Raising a child costs money. Kids need to eat, wear clothes, have a roof over their heads, and potentially go to college. Exactly how much a parent will spend depends on a lot of circumstances, but even just meeting minimum needs gets expensive. You can, of course, be frugal and make financially sound decisions (like using washable cloth diapers instead of disposable ones), but those choices only keep costs under control -- they don't eliminate them.

Most parents only have a certain amount of money to spend, and they have to make choices about where their dollars go. That can lead to mistakes and regrets. In fact, every parent makes mistakes -- investing in Zhu Zhu pets or the Baby Alive Potty Dance Baby Doll may not have been sound fiscal choices -- but a new study from MassMutual shows that certain regrets are especially common.

A woman holds a newborn baby.

Parenting involves a series of financial choices, which can lead to regrets. Image source: Getty Images.

The top financial regrets

The majority of parents (60%) regret spending too much money on stuff rather than investing in experiences for their children. A similar amount (58%) said they regret not starting a college savings account and/or just not saving enough in general.
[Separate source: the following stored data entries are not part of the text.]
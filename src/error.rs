use std::path::PathBuf;

use reqwest::StatusCode;
use serde::{Deserialize, Serialize};
use thiserror::Error;
use url::ParseError;

#[derive(Debug, Error)]
pub enum FigtokError {
    #[error("IO error: {0}")]
    Io(#[from] std::io::Error),

    #[error("Network error: {0}")]
    Network(#[from] reqwest::Error),

    #[error("Invalid URL: {0}")]
    InvalidUrl(#[from] ParseError),

    #[error("Figma API error (status: {status:?}): {message}")]
    FigmaApi {
        status: Option<StatusCode>,
        message: String,
    },

    #[error("Page {page} not found")]
    PageNotFound { page: String },

    #[error("Malformed snapshot {}: {source}", path.display())]
    MalformedSnapshot {
        path: PathBuf,
        #[source]
        source: serde_json::Error,
    },

    #[error("Prompt cancelled")]
    PromptCancelled,

    #[error("Node '{node}' is missing {attribute}")]
    Shape { node: String, attribute: &'static str },

    #[error("Serialization error: {0}")]
    Serialization(#[from] serde_json::Error),

    #[error("Configuration error: {0}")]
    Config(String),
}

impl FigtokError {
    pub fn figma_api(status: Option<StatusCode>, message: impl Into<String>) -> Self {
        FigtokError::FigmaApi {
            status,
            message: message.into(),
        }
    }

    pub fn shape(node: impl Into<String>, attribute: &'static str) -> Self {
        FigtokError::Shape {
            node: node.into(),
            attribute,
        }
    }

    pub fn to_payload(&self) -> ErrorPayload {
        match self {
            FigtokError::Io(e) => ErrorPayload::new(
                ErrorCategory::Config,
                e.to_string(),
                "Check file paths/permissions.",
            ),
            FigtokError::Network(e) => ErrorPayload::new(
                ErrorCategory::Network,
                e.to_string(),
                "Check connectivity/proxy/VPN and retry.",
            ),
            FigtokError::InvalidUrl(e) => ErrorPayload::new(
                ErrorCategory::Config,
                e.to_string(),
                "Verify FIGMA_API_BASE (e.g., https://api.figma.com/v1).",
            ),
            FigtokError::FigmaApi { status, message } => ErrorPayload::new(
                ErrorCategory::Figma,
                format!("Figma API error (status {:?}): {}", status, message),
                "Check the token and file id; generate a personal token at https://www.figma.com/developers/api#access-tokens.",
            ),
            FigtokError::PageNotFound { page } => ErrorPayload::new(
                ErrorCategory::Config,
                format!("Page {} not found", page),
                "Check the page name (--page or \"page\" in the config file).",
            ),
            FigtokError::MalformedSnapshot { path, source } => ErrorPayload::new(
                ErrorCategory::Snapshot,
                format!("Malformed snapshot {}: {}", path.display(), source),
                "Fix or delete the snapshot file; it is rewritten on the next successful run.",
            ),
            FigtokError::PromptCancelled => ErrorPayload::new(
                ErrorCategory::Prompt,
                "Prompt cancelled; no files were written".to_string(),
                "Re-run and answer the prompts, or pass --no-input.",
            ),
            FigtokError::Shape { node, attribute } => ErrorPayload::new(
                ErrorCategory::Design,
                format!("Node '{}' is missing {}", node, attribute),
                "Fix the node in Figma or rename it so it no longer matches a token prefix.",
            ),
            FigtokError::Serialization(e) => ErrorPayload::new(
                ErrorCategory::Config,
                e.to_string(),
                "Check JSON inputs; run with --verbose for details.",
            ),
            FigtokError::Config(msg) => ErrorPayload::new(
                ErrorCategory::Config,
                msg.to_string(),
                "Check flags, the config file and FIGMA_TOKEN.",
            ),
        }
    }
}

pub type Result<T> = std::result::Result<T, FigtokError>;

#[derive(Debug, Clone, Copy, PartialEq, Eq, Serialize, Deserialize)]
#[serde(rename_all = "lowercase")]
pub enum ErrorCategory {
    Config,
    Network,
    Figma,
    Snapshot,
    Prompt,
    Design,
}

#[derive(Debug, Clone, Serialize, Deserialize)]
#[serde(rename_all = "camelCase")]
pub struct ErrorPayload {
    pub category: ErrorCategory,
    pub message: String,
    #[serde(skip_serializing_if = "Option::is_none")]
    pub remediation: Option<String>,
}

impl ErrorPayload {
    pub fn new(category: ErrorCategory, message: String, remediation: impl Into<String>) -> Self {
        Self {
            category,
            message,
            remediation: Some(remediation.into()),
        }
    }
}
Those savings regrets don't just apply to putting money aside for their kids, either, as 53% regret not saving enough for their own retirement.

"Both mothers and fathers express regret when it comes to their finances," according to a statement from MassMutual emailed to The Motley Fool. "59% of mothers and 62% of fathers regret spending too much money on stuff versus experiences, and about half of mothers and fathers (55% and 51%, respectively) regret not saving enough for their own retirement."

Mothers are more likely to regret not starting a college account or not saving enough in general compared to fathers (62%, versus 53%). When it comes to retirement savings, those regrets build as parents get older and closer to retiring. 63% of Baby Boomers regret not saving for retirement, compared to 61% of Generation X and 45% of Generation Z and Millennials.

What can you do?

As a parent, it's easy to fall into spending traps. When your child wants something -- whether it be a toy, a video game, or the latest trendy outfit -- it's easy to give in at the expense of longer-term goals. Avoiding that requires discipline and setting a budget.

That's somewhat easier when you have younger children who can't fully express themselves. As your kids get older, it's important to be transparent about finances with them. Work with them to set budgets so they understand the total pool of money available and have a say in how it's spent.

Children, of course, tend not to understand long-term consequences. They will generally opt for what they want now versus saving for a longer-term goal. As a parent, it's your responsibility to keep those longer-term goals on track. Your child can have a role in how discretionary dollars are spent (if you buy those sneakers you want, their won't be money for the video game you also want), but parents should make the tougher choices and stick with them. That's not always easy -- and it can lead to crying and pleading -- but as a parent, it's your job to make the best choices for your child (and yourself).